Zwei Pläne aus der Hand des Münsterschen Landmessers Berteling, die im Archiv der Gemeinde Nottuln aufgefunden wurden, belegen diese Ideen Schlauns und insbesondere die Bedeutung der „Große Allee“ als gewollte Hauptachse.

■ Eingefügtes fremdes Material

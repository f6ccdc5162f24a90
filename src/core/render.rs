//! Table renderer: records → rows of cells, in input order.

use crate::core::time::{elapsed_millis_in, format_elapsed, format_elapsed_ms};
use crate::models::{
    Cell, CellContent, ColumnDescriptor, FieldType, Record, RenderedRow, RenderedTable,
    TableDescriptor,
};
use chrono::FixedOffset;
use tracing::debug;

/// Derived column: `"{last_name} {first_name}"`.
pub const NAME_FIELD: &str = "name";
/// Derived column: elapsed time from `start_time` to `finish_time`.
pub const TIME_FIELD: &str = "time";

/// Per-table values read once per render pass.
struct RenderContext<'a> {
    id_field: &'a str,
    start00: Option<&'a str>,
    offset: Option<FixedOffset>,
}

/// Renders `records` with the columns of `table`.
///
/// Produces exactly one row per record and one cell per column. Nothing is
/// carried over between calls, so rendering the same input twice gives equal
/// tables.
pub fn render(table: &TableDescriptor, records: &[Record]) -> RenderedTable {
    let ctx = RenderContext {
        id_field: table.id_field(),
        start00: table.start00.as_deref(),
        offset: table.local_offset(),
    };

    let rows: Vec<RenderedRow> = records
        .iter()
        .enumerate()
        .map(|(ix, record)| RenderedRow {
            key: record.key(ctx.id_field),
            cells: table
                .columns
                .iter()
                .map(|column| Cell {
                    class: column.style_class.clone(),
                    content: render_cell(&ctx, column, record, ix + 1),
                })
                .collect(),
        })
        .collect();

    debug!(
        rows = rows.len(),
        columns = table.columns.len(),
        "rendered table body"
    );

    RenderedTable { rows }
}

fn render_cell(
    ctx: &RenderContext<'_>,
    column: &ColumnDescriptor,
    record: &Record,
    row_no: usize,
) -> CellContent {
    match column.field_type {
        FieldType::RowNumber => return CellContent::RowNumber { number: row_no },
        FieldType::EditRow => {
            let id_field = column.extra("id_field_name").unwrap_or(ctx.id_field);
            return CellContent::EditAction {
                handler: column.extra("fn_name").map(str::to_string),
                target_id: record.display(id_field),
            };
        }
        FieldType::Plain | FieldType::RelativeToStartTime => {}
    }

    let Some(field) = column.field_name.as_deref() else {
        return CellContent::empty();
    };

    let text = match field {
        NAME_FIELD => format!(
            "{} {}",
            record.display("last_name"),
            record.display("first_name")
        ),
        TIME_FIELD => elapsed_text(
            column,
            record.get_str("start_time"),
            record.get_str("finish_time"),
            ctx.offset,
        ),
        _ if column.field_type == FieldType::RelativeToStartTime => {
            elapsed_text(column, ctx.start00, record.get_str(field), ctx.offset)
        }
        _ => record.display(field),
    };

    CellContent::Text { text }
}

fn elapsed_text(
    column: &ColumnDescriptor,
    from: Option<&str>,
    to: Option<&str>,
    offset: Option<FixedOffset>,
) -> String {
    let millis = match (from, to) {
        (Some(from), Some(to)) => elapsed_millis_in(from, to, offset),
        _ => None,
    };
    if column.wants_millis() {
        format_elapsed_ms(millis)
    } else {
        format_elapsed(millis)
    }
}
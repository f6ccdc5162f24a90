use pdf_writer::{Content, Name, Pdf, Rect, Ref, Str};
use std::fs;
use std::path::Path;

const FONT: Name<'static> = Name(b"F1");

/// Approximate Helvetica glyph width as a fraction of the font size.
const AVG_GLYPH_WIDTH: f32 = 0.55;

/// A4 portrait geometry and type sizes, in points.
#[derive(Debug, Clone, Copy)]
struct Layout {
    page_w: f32,
    page_h: f32,
    margin: f32,
    row_h: f32,
    body_size: f32,
    header_size: f32,
    title_size: f32,
}

const A4: Layout = Layout {
    page_w: 595.0,
    page_h: 842.0,
    margin: 40.0,
    row_h: 18.0,
    body_size: 9.0,
    header_size: 10.0,
    title_size: 14.0,
};

impl Layout {
    fn usable_width(&self) -> f32 {
        self.page_w - 2.0 * self.margin
    }

    /// Baseline of the table's header row.
    fn table_top(&self) -> f32 {
        self.page_h - self.margin - 40.0
    }

    fn rows_per_page(&self) -> usize {
        let space = self.table_top() - self.row_h - self.margin;
        ((space / self.row_h).floor() as usize + 1).max(1)
    }
}

/// Paginated results table written with pdf-writer's Type1 Helvetica.
pub struct PdfTable {
    pdf: Pdf,
    layout: Layout,
    catalog: Ref,
    page_tree: Ref,
    font: Ref,
    pages: Vec<Ref>,
    next_ref: i32,
}

impl Default for PdfTable {
    fn default() -> Self {
        Self::new()
    }
}

impl PdfTable {
    pub fn new() -> Self {
        let catalog = Ref::new(1);
        let page_tree = Ref::new(2);
        let font = Ref::new(3);

        let mut pdf = Pdf::new();
        pdf.type1_font(font)
            .base_font(Name(b"Helvetica"))
            .encoding_predefined(Name(b"WinAnsiEncoding"));

        Self {
            pdf,
            layout: A4,
            catalog,
            page_tree,
            font,
            pages: Vec::new(),
            next_ref: 4,
        }
    }

    fn alloc(&mut self) -> Ref {
        let r = Ref::new(self.next_ref);
        self.next_ref += 1;
        r
    }

    /// Adds a page object and stores `content` as its stream.
    fn push_page(&mut self, content: Content) {
        let page = self.alloc();
        let stream = self.alloc();
        let l = self.layout;

        {
            let mut p = self.pdf.page(page);
            p.parent(self.page_tree)
                .media_box(Rect::new(0.0, 0.0, l.page_w, l.page_h))
                .contents(stream);
            p.resources().fonts().pair(FONT, self.font);
        }
        self.pdf.stream(stream, &content.finish());
        self.pages.push(page);
    }

    /// Writes `rows` under `headers`, as many pages as needed. The title,
    /// the optional caption and the header row repeat on every page.
    pub fn write_table(
        &mut self,
        title: &str,
        caption: Option<&str>,
        headers: &[String],
        rows: &[Vec<String>],
    ) {
        let l = self.layout;
        let widths = column_widths(&l, headers, rows);
        let chunk = l.rows_per_page();

        let mut chunks: Vec<&[Vec<String>]> = rows.chunks(chunk).collect();
        if chunks.is_empty() {
            chunks.push(&[]);
        }

        for (ix, body) in chunks.iter().enumerate() {
            let mut content = Content::new();

            text(&mut content, l.margin, l.page_h - l.margin, l.title_size, title);
            if let Some(caption) = caption {
                text(&mut content, l.margin, l.page_h - l.margin - 16.0, l.body_size, caption);
            }
            let footer = format!("Page {}/{}", ix + 1, chunks.len());
            text(&mut content, l.page_w - l.margin - 50.0, l.margin - 25.0, l.body_size, &footer);

            let mut y = l.table_top();
            band(&mut content, &l, y, &widths, 0.85);
            row(&mut content, &l, y, &widths, headers, l.header_size);

            for (n, cells) in body.iter().enumerate() {
                y -= l.row_h;
                if n % 2 == 0 {
                    band(&mut content, &l, y, &widths, 0.96);
                }
                row(&mut content, &l, y, &widths, cells, l.body_size);
            }

            self.push_page(content);
        }
    }

    pub fn save(mut self, path: &Path) -> std::io::Result<()> {
        self.pdf.catalog(self.catalog).pages(self.page_tree);
        let count = self.pages.len() as i32;
        self.pdf
            .pages(self.page_tree)
            .count(count)
            .kids(self.pages.iter().copied());

        fs::write(path, self.pdf.finish())
    }
}

fn text(content: &mut Content, x: f32, y: f32, size: f32, s: &str) {
    let bytes = win_ansi(s);
    content
        .begin_text()
        .set_font(FONT, size)
        .next_line(x, y)
        .show(Str(&bytes))
        .end_text();
}

fn band(content: &mut Content, l: &Layout, y: f32, widths: &[f32], gray: f32) {
    let w: f32 = widths.iter().sum();
    content.save_state();
    content.set_fill_rgb(gray, gray, gray + 0.03);
    content.rect(l.margin, y, w, l.row_h);
    content.fill_nonzero();
    content.restore_state();
}

/// One table row: cell texts cut to fit, then the grid lines around them.
fn row(content: &mut Content, l: &Layout, y: f32, widths: &[f32], cells: &[String], size: f32) {
    let mut x = l.margin;
    for (ix, w) in widths.iter().enumerate() {
        let cell = cells.get(ix).map(String::as_str).unwrap_or("");
        text(content, x + 3.0, y + 5.0, size, &fit_text(cell, w - 6.0, size));
        x += w;
    }

    content.save_state();
    content.set_stroke_rgb(0.65, 0.65, 0.65);
    content.rect(l.margin, y, x - l.margin, l.row_h);
    let mut edge = l.margin;
    for w in &widths[..widths.len().saturating_sub(1)] {
        edge += w;
        content.move_to(edge, y);
        content.line_to(edge, y + l.row_h);
    }
    content.stroke();
    content.restore_state();
}

/// Widths from the longest text per column, shrunk to fit the page.
fn column_widths(l: &Layout, headers: &[String], rows: &[Vec<String>]) -> Vec<f32> {
    let glyph = l.body_size * AVG_GLYPH_WIDTH;
    let measure = |s: &str| s.chars().count() as f32 * glyph + 8.0;

    let mut widths: Vec<f32> = headers.iter().map(|h| measure(h)).collect();
    for cells in rows {
        for (w, cell) in widths.iter_mut().zip(cells) {
            *w = w.max(measure(cell));
        }
    }

    let total: f32 = widths.iter().sum();
    if total > l.usable_width() {
        let scale = l.usable_width() / total;
        widths.iter_mut().for_each(|w| *w *= scale);
    }
    widths
}

/// Latin-1 subset of WinAnsi; everything else becomes '?'.
fn win_ansi(s: &str) -> Vec<u8> {
    s.chars()
        .map(|c| u8::try_from(u32::from(c)).unwrap_or(b'?'))
        .collect()
}

/// Cuts `s` so it fits `width` points, marking the cut with "..".
fn fit_text(s: &str, width: f32, size: f32) -> String {
    let max_chars = (width / (size * AVG_GLYPH_WIDTH)).floor().max(0.0) as usize;
    if s.chars().count() <= max_chars {
        return s.to_string();
    }
    let mut cut: String = s.chars().take(max_chars.saturating_sub(2)).collect();
    cut.push_str("..");
    cut
}
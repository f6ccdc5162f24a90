use crate::models::record::RowKey;
use serde::Serialize;

/// One pending change shown on top of a cell.
#[derive(Debug, Clone, PartialEq, Eq, Serialize)]
pub struct Annotation {
    /// Id handed to the caller's delete handler.
    pub change_id: i64,
    pub value: String,
    pub user_id: String,
    #[serde(skip_serializing_if = "Option::is_none")]
    pub note: Option<String>,
}

#[derive(Debug, Clone, PartialEq, Eq, Serialize)]
#[serde(tag = "kind", rename_all = "snake_case")]
pub enum CellContent {
    Text {
        text: String,
    },
    /// 1-based position of the row.
    RowNumber {
        number: usize,
    },
    /// Edit affordance; the caller wires `handler` to `target_id`.
    EditAction {
        #[serde(skip_serializing_if = "Option::is_none")]
        handler: Option<String>,
        target_id: String,
    },
    /// Original content superseded by one or more changes, oldest first.
    Changed {
        original: Box<CellContent>,
        annotations: Vec<Annotation>,
    },
}

impl CellContent {
    pub fn text(text: impl Into<String>) -> Self {
        CellContent::Text { text: text.into() }
    }

    pub fn empty() -> Self {
        CellContent::text(String::new())
    }

    /// Display text of the cell before any change was applied.
    pub fn base_text(&self) -> String {
        match self {
            CellContent::Text { text } => text.clone(),
            CellContent::RowNumber { number } => format!("{number}."),
            CellContent::EditAction { .. } => String::new(),
            CellContent::Changed { original, .. } => original.base_text(),
        }
    }

    /// Single-line rendering used by text, CSV, XLSX and PDF outputs.
    pub fn plain_text(&self) -> String {
        match self {
            CellContent::Changed {
                original,
                annotations,
            } => {
                let proposals: Vec<String> = annotations
                    .iter()
                    .map(|a| match &a.note {
                        Some(note) => format!("{} ({}: {})", a.value, a.user_id, note),
                        None => format!("{} ({})", a.value, a.user_id),
                    })
                    .collect();
                format!("{} => {}", original.base_text(), proposals.join("; "))
            }
            other => other.base_text(),
        }
    }

    pub fn annotations(&self) -> &[Annotation] {
        match self {
            CellContent::Changed { annotations, .. } => annotations,
            _ => &[],
        }
    }

    pub fn is_changed(&self) -> bool {
        matches!(self, CellContent::Changed { .. })
    }

    /// Appends a change; the first one wraps the current content as the original.
    pub fn push_annotation(&mut self, annotation: Annotation) {
        match self {
            CellContent::Changed { annotations, .. } => annotations.push(annotation),
            current => {
                let original = std::mem::replace(current, CellContent::empty());
                *current = CellContent::Changed {
                    original: Box::new(original),
                    annotations: vec![annotation],
                };
            }
        }
    }
}

#[derive(Debug, Clone, PartialEq, Eq, Serialize)]
pub struct Cell {
    pub class: String,
    pub content: CellContent,
}

#[derive(Debug, Clone, PartialEq, Eq, Serialize)]
pub struct RenderedRow {
    #[serde(skip_serializing_if = "Option::is_none")]
    pub key: Option<RowKey>,
    pub cells: Vec<Cell>,
}

impl RenderedRow {
    pub fn texts(&self) -> Vec<String> {
        self.cells.iter().map(|c| c.content.plain_text()).collect()
    }
}

/// Rendered table body: rows in input order, cells in column order.
#[derive(Debug, Clone, Default, PartialEq, Eq, Serialize)]
pub struct RenderedTable {
    pub rows: Vec<RenderedRow>,
}

impl RenderedTable {
    pub fn cell(&self, row: usize, col: usize) -> Option<&Cell> {
        self.rows.get(row).and_then(|r| r.cells.get(col))
    }

    /// All cells as plain text, row by row.
    pub fn to_strings(&self) -> Vec<Vec<String>> {
        self.rows.iter().map(RenderedRow::texts).collect()
    }
}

Stifts- und Pfarrkirche St. Martinus. © Andreas Lechtape | www.andreaslechtape.de
Ein umfassender Ensemble-Entwurf
In den Folgejahren bis 1755 hatten Schlaun und seine Mitarbeiter immer wieder mit Nottuln zu tun. Es ist eindeutig, dass dem Oberlandingenieur eine gewisse Bauaufsicht zugebilligt wurde. Als man sich 1755 an die Wiedererrichtung von Glockenstuhl und Turm machte, geschah dies nach einem Entwurf, den Schlaun „approbirte“. Die von ihm abgesegnete „Welsche Haube“ bringt bis heute etwas südlichen Schwung in die Baumberge-Landschaft. Ganz offenbar waren weitere Handwerker aus Schlauns Umfeld in Nottuln tätig: Die mit ihrer Inneneinrichtung weitgehend erhaltene Kurie von der Reck zu Steinfurt (Stiftsplatz 7) weist Treppengeländer auf, die mit denen in Clemenswerth übereinstimmen. Vertäfelungen und Beschläge von Türen und Fenstern sind identisch mit solchen im Rüschhaus, Kaminfassungen finden sich im nachgelassenen Planbestand zu anderen Orten und Häusern.

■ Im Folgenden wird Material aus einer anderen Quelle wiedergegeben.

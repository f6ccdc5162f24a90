//! Formatting utilities shared by the renderer and the exporters.

use serde_json::Value;

/// Display text of a record value.
///
/// Whole floats print without a fraction (`1.0` → `"1"`), null prints as
/// nothing, arrays and objects print as compact JSON.
pub fn display_value(value: &Value) -> String {
    match value {
        Value::Null => String::new(),
        Value::String(s) => s.clone(),
        Value::Bool(b) => b.to_string(),
        Value::Number(n) => {
            if let Some(i) = n.as_i64() {
                i.to_string()
            } else if let Some(u) = n.as_u64() {
                u.to_string()
            } else {
                match n.as_f64() {
                    Some(f) if f.fract() == 0.0 && f.abs() < 1e15 => format!("{f:.0}"),
                    Some(f) => f.to_string(),
                    None => n.to_string(),
                }
            }
        }
        other => other.to_string(),
    }
}

/// Escapes text for HTML element content and attribute values.
pub fn html_escape(s: &str) -> String {
    s.replace('&', "&amp;")
        .replace('<', "&lt;")
        .replace('>', "&gt;")
        .replace('"', "&quot;")
        .replace('\'', "&#39;")
}

pub fn pad_right(s: &str, width: usize) -> String {
    let visible = crate::utils::table::visible_width(s);
    format!("{s}{}", " ".repeat(width.saturating_sub(visible)))
}
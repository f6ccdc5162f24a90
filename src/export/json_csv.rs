// src/export/json_csv.rs

use crate::errors::{AppError, AppResult};
use crate::models::RenderedTable;

/// Rendered table as pretty-printed JSON.
pub(crate) fn to_json(rendered: &RenderedTable) -> AppResult<String> {
    let mut json = serde_json::to_string_pretty(rendered)?;
    json.push('\n');
    Ok(json)
}

/// Header row plus one record per rendered row.
pub(crate) fn to_csv(headers: &[String], rows: &[Vec<String>]) -> AppResult<String> {
    let mut wtr = csv::Writer::from_writer(Vec::new());

    wtr.write_record(headers)?;
    for row in rows {
        wtr.write_record(row)?;
    }

    let bytes = wtr
        .into_inner()
        .map_err(|e| AppError::Export(format!("CSV flush error: {e}")))?;
    String::from_utf8(bytes).map_err(|e| AppError::Export(format!("CSV encoding error: {e}")))
}
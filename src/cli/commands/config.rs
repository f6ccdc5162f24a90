use crate::cli::parser::Commands;
use crate::config::Config;
use crate::errors::{AppError, AppResult};
use crate::ui::messages::{error, success, warning};
use std::path::Path;
use std::process::Command;

/// Handle the `config` subcommand
pub fn handle(cmd: &Commands, cfg: &Config, path: &Path) -> AppResult<()> {
    let Commands::Config {
        print_config,
        edit_config,
        editor,
    } = cmd
    else {
        return Ok(());
    };

    if *print_config {
        println!("📄 Current configuration ({}):\n", path.display());
        print!("{}", serde_yaml::to_string(cfg)?);
    }

    if *edit_config {
        if !path.exists() {
            cfg.save(path)?;
        }

        let default_editor = std::env::var("EDITOR")
            .or_else(|_| std::env::var("VISUAL"))
            .unwrap_or_else(|_| {
                if cfg!(target_os = "windows") {
                    "notepad".to_string()
                } else {
                    "nano".to_string()
                }
            });
        let editor_to_use = editor.clone().unwrap_or_else(|| default_editor.clone());

        if run_editor(&editor_to_use, path) {
            success(format!("Configuration file edited using '{editor_to_use}'"));
        } else if editor_to_use != default_editor {
            warning(format!(
                "Editor '{editor_to_use}' not available, falling back to '{default_editor}'"
            ));
            if run_editor(&default_editor, path) {
                success(format!("Configuration file edited using '{default_editor}'"));
            } else {
                error(format!("Failed to edit configuration with '{default_editor}'"));
                return Err(AppError::Config(format!("editor '{default_editor}' failed")));
            }
        } else {
            return Err(AppError::Config(format!("editor '{editor_to_use}' failed")));
        }

        // an edit that breaks the file is reported right away
        Config::load(Some(path))?;
    }

    Ok(())
}

fn run_editor(editor: &str, path: &Path) -> bool {
    matches!(Command::new(editor).arg(path).status(), Ok(s) if s.success())
}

Die besondere Stellung Nottulns im Gesamtwerk Schlauns – die Wissenschaft hat 80 Arbeitskomplexe dokumentiert – erklärt sich daraus, dass es kein weiteres Projekt gibt, das in dieser Weise als „Städteplanung“ oder umfassenderer Ensemble-Entwurf verstanden werden kann, sieht man großen Schloss-Komplexen oder Sakralgebäuden einmal ab.
Hans-Peter Boer
Adresse
Die von Schlaun geplante "Große Allee" heißt heute Stiftsstraße.

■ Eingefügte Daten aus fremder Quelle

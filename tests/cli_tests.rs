use predicates::prelude::PredicateBooleanExt;
use predicates::str::contains;
use std::fs;
use std::path::Path;

mod common;
use common::{CHANGES_JSON, RECORDS_JSON, TABLE_YAML, rtb, temp_out, write_temp};

/// Table, records and config paths for one test; the config file is not created.
fn setup(name: &str) -> (String, String, String) {
    let table = write_temp(&format!("{name}_table"), "yaml", TABLE_YAML);
    let records = write_temp(&format!("{name}_records"), "json", RECORDS_JSON);
    let cfg = temp_out(&format!("{name}_config"), "conf");
    (table, records, cfg)
}

#[test]
fn test_render_csv_to_stdout() {
    let (table, records, cfg) = setup("render_csv");

    rtb()
        .args([
            "--config", &cfg, "render", "--table", &table, "--records", &records, "--format",
            "csv",
        ])
        .assert()
        .success()
        .stdout(
            "#,Id,Name,Finish,Time\n\
             1.,7,Novak Anna,3:05,2:05\n\
             2.,3,Svoboda Petr,,\n",
        );
}

#[test]
fn test_render_text_is_default_format() {
    let (table, records, cfg) = setup("render_text");

    rtb()
        .args(["--config", &cfg, "render", "--table", &table, "--records", &records])
        .assert()
        .success()
        .stdout(
            contains("Middle distance")
                .and(contains("Start 00: 2024-01-01 00:00:00"))
                .and(contains("Svoboda Petr")),
        );
}

#[test]
fn test_render_with_pending_changes() {
    let (table, records, cfg) = setup("render_pending");
    let changes = write_temp("render_pending_changes", "json", CHANGES_JSON);

    rtb()
        .args([
            "--config", &cfg, "render", "--table", &table, "--records", &records, "--changes",
            &changes, "--status", "pending", "--format", "csv",
        ])
        .assert()
        .success()
        .stdout(contains(
            "1.,7,Novak Anna,3:05 => 2024-01-01T00:05:00Z (u1: checked the chip),2:05\n",
        ));
}

#[test]
fn test_render_with_all_changes_in_order() {
    let (table, records, cfg) = setup("render_all_changes");
    let changes = write_temp("render_all_changes_changes", "json", CHANGES_JSON);

    rtb()
        .args([
            "--config", &cfg, "render", "--table", &table, "--records", &records, "--changes",
            &changes, "--format", "csv",
        ])
        .assert()
        .success()
        .stdout(contains(
            "3:05 => 2024-01-01T00:05:00Z (u1: checked the chip); 2024-01-01T00:04:00Z (u3)",
        ));
}

#[test]
fn test_render_html_marks_changes() {
    let (table, records, cfg) = setup("render_html");
    let changes = write_temp("render_html_changes", "json", CHANGES_JSON);

    rtb()
        .args([
            "--config", &cfg, "render", "--table", &table, "--records", &records, "--changes",
            &changes, "--status", "pending", "--format", "html",
        ])
        .assert()
        .success()
        .stdout(
            contains(r#"<div class="overridden-by-change">3:05</div>"#)
                .and(contains(r#"data-change-id="41""#))
                .and(contains(r#"data-change-id="42""#).not()),
        );
}

#[test]
fn test_render_start00_override() {
    let (table, records, cfg) = setup("render_start00");

    rtb()
        .args([
            "--config", &cfg, "render", "--table", &table, "--records", &records, "--start00",
            "2024-01-01T00:01:00Z", "--format", "csv",
        ])
        .assert()
        .success()
        .stdout(contains("1.,7,Novak Anna,2:05,2:05\n"));
}

#[test]
fn test_render_json_to_file() {
    let (table, records, cfg) = setup("render_json_file");
    let out = temp_out("render_json_file_out", "json");

    rtb()
        .args([
            "--config", &cfg, "render", "--table", &table, "--records", &records, "--format",
            "json", "--file", &out,
        ])
        .assert()
        .success()
        .stdout(contains("JSON export completed"));

    let content = fs::read_to_string(&out).expect("read json output");
    let json: serde_json::Value = serde_json::from_str(&content).expect("valid json");
    assert_eq!(json["rows"].as_array().map(Vec::len), Some(2));
}

#[test]
fn test_render_existing_file_needs_force() {
    let (table, records, cfg) = setup("render_force");
    let out = write_temp("render_force_out", "csv", "old content");

    rtb()
        .args([
            "--config", &cfg, "render", "--table", &table, "--records", &records, "--format",
            "csv", "--file", &out,
        ])
        .assert()
        .failure()
        .stderr(contains("use --force"));
    assert_eq!(fs::read_to_string(&out).unwrap(), "old content");

    rtb()
        .args([
            "--config", &cfg, "render", "--table", &table, "--records", &records, "--format",
            "csv", "--file", &out, "--force",
        ])
        .assert()
        .success();
    assert!(fs::read_to_string(&out).unwrap().starts_with("#,Id,Name,Finish,Time"));
}

#[test]
fn test_render_xlsx_and_pdf_need_file() {
    let (table, records, cfg) = setup("render_binary_stdout");

    for format in ["xlsx", "pdf"] {
        rtb()
            .args([
                "--config", &cfg, "render", "--table", &table, "--records", &records,
                "--format", format,
            ])
            .assert()
            .failure()
            .stderr(contains("needs an output file"));
    }
}

#[test]
fn test_render_xlsx_file() {
    let (table, records, cfg) = setup("render_xlsx");
    let out = temp_out("render_xlsx_out", "xlsx");

    rtb()
        .args([
            "--config", &cfg, "render", "--table", &table, "--records", &records, "--format",
            "xlsx", "--file", &out,
        ])
        .assert()
        .success();

    assert!(Path::new(&out).exists());
    assert!(fs::metadata(&out).unwrap().len() > 0);
}

#[test]
fn test_render_pdf_file() {
    let (table, records, cfg) = setup("render_pdf");
    let out = temp_out("render_pdf_out", "pdf");

    rtb()
        .args([
            "--config", &cfg, "render", "--table", &table, "--records", &records, "--format",
            "pdf", "--file", &out,
        ])
        .assert()
        .success();

    let bytes = fs::read(&out).expect("read pdf output");
    assert!(bytes.starts_with(b"%PDF"));
}

#[test]
fn test_render_rejects_duplicate_field() {
    let (_, records, cfg) = setup("render_dup_field");
    let table = write_temp(
        "render_dup_field_table",
        "yaml",
        "columns:\n  - field_name: finish_time\n  - field_name: finish_time\n",
    );

    rtb()
        .args(["--config", &cfg, "render", "--table", &table, "--records", &records])
        .assert()
        .failure()
        .stderr(contains("Invalid table descriptor"));
}

#[test]
fn test_render_missing_records_file() {
    let (table, _, cfg) = setup("render_missing_records");
    let records = temp_out("render_missing_records_none", "json");

    rtb()
        .args(["--config", &cfg, "render", "--table", &table, "--records", &records])
        .assert()
        .failure()
        .stderr(contains("Cannot read records"));
}

#[test]
fn test_status_requires_changes() {
    let (table, records, cfg) = setup("render_status_alone");

    rtb()
        .args([
            "--config", &cfg, "render", "--table", &table, "--records", &records, "--status",
            "pending",
        ])
        .assert()
        .failure();
}

#[test]
fn test_elapsed_command() {
    let cfg = temp_out("elapsed_config", "conf");

    rtb()
        .args(["--config", &cfg, "elapsed", "2024-01-01T10:00:00Z", "2024-01-01T10:02:05Z"])
        .assert()
        .success()
        .stdout("2:05\n");

    rtb()
        .args([
            "--config", &cfg, "elapsed", "2024-01-01T10:00:00Z", "2024-01-01T10:02:05.250Z",
            "--ms",
        ])
        .assert()
        .success()
        .stdout("2:05.250\n");
}

#[test]
fn test_elapsed_with_utc_offset() {
    let cfg = temp_out("elapsed_offset_config", "conf");

    rtb()
        .args([
            "--config", &cfg, "elapsed", "2024-01-01 10:00:00", "2024-01-01T09:01:05Z",
            "--utc-offset", "+01:00",
        ])
        .assert()
        .success()
        .stdout("1:05\n");
}

#[test]
fn test_elapsed_unparsable_prints_empty_line() {
    let cfg = temp_out("elapsed_bad_config", "conf");

    rtb()
        .args(["--config", &cfg, "elapsed", "yesterday", "2024-01-01T10:00:00Z"])
        .assert()
        .success()
        .stdout("\n");
}

#[test]
fn test_init_and_print_config() {
    let cfg = temp_out("init_config", "conf");

    rtb()
        .args(["--config", &cfg, "init"])
        .assert()
        .success()
        .stdout(contains("initialization completed"));
    assert!(Path::new(&cfg).exists());

    rtb()
        .args(["--config", &cfg, "init"])
        .assert()
        .success()
        .stdout(contains("already exists"));

    rtb()
        .args(["--config", &cfg, "config", "--print"])
        .assert()
        .success()
        .stdout(
            contains("default_format: text")
                .and(contains("id_field: run_id"))
                .and(contains("overridden_class: overridden-by-change")),
        );
}

#[test]
fn test_config_default_format_is_used() {
    let (table, records, _) = setup("config_format");
    let cfg = write_temp("config_format_config", "conf", "default_format: csv\n");

    rtb()
        .args(["--config", &cfg, "render", "--table", &table, "--records", &records])
        .assert()
        .success()
        .stdout(contains("#,Id,Name,Finish,Time\n"));
}

#[test]
fn test_config_with_bad_offset_fails() {
    let cfg = write_temp("config_bad_offset", "conf", "utc_offset: sometime\n");

    rtb()
        .args(["--config", &cfg, "elapsed", "2024-01-01T10:00:00Z", "2024-01-01T10:00:01Z"])
        .assert()
        .failure()
        .stderr(contains("Invalid UTC offset"));
}

#[test]
fn test_config_needs_an_action() {
    let cfg = temp_out("config_no_action", "conf");

    rtb()
        .args(["--config", &cfg, "config"])
        .assert()
        .failure()
        .stderr(contains("--print").or(contains("--edit")));
}

#[test]
fn test_render_pdf_spreads_rows_over_pages() {
    let (table, _, cfg) = setup("render_pdf_pages");
    let records: Vec<String> = (1..=100)
        .map(|n| format!(r#"{{"run_id": {n}, "first_name": "R{n}", "last_name": "Runner"}}"#))
        .collect();
    let records = write_temp(
        "render_pdf_pages_records",
        "json",
        &format!("[{}]", records.join(",")),
    );
    let out = temp_out("render_pdf_pages_out", "pdf");

    rtb()
        .args([
            "--config", &cfg, "render", "--table", &table, "--records", &records, "--format",
            "pdf", "--file", &out,
        ])
        .assert()
        .success();

    let bytes = fs::read(&out).expect("read pdf output");
    let has = |needle: &[u8]| bytes.windows(needle.len()).any(|w| w == needle);
    assert!(has(b"Page 1/3"));
    assert!(has(b"Page 3/3"));
    assert!(!has(b"Page 4/"));
}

Hier liegen die Bauten, die vermutlich nach einem Entwurf von Schlaun bzw. seinem Baubüro entstanden sind.
Aschebergsche Kurie
Stiftsstraße 4
Kurie von der Reck
Stiftsplatz 7
Kurie von Droste zu Senden
Stiftsplatz 8
Alte Amtmannei
Stiftsstraße 13
Besuch
Die Stiftskurien beheimaten heute das Rathaus und Teile der Gemeindeverwaltung. Die Kurie von Droste zu Senden ist heute das Nottulner Rathaus, im Obergeschoss der Aschebergschen Kurie befindet der Ratssaal und das Äbtissinnenzimmer der Reckschen Kurie wird auch für Trauungen genutzt. Die Alte Amtmannei ist ein Veranstaltungszentrum. Eine Innenbesichtigung ist demnach nicht bzw. nur im Rahmen von Veranstaltungen möglich.
Eine Außenbesichtigung ist jederzeit möglich.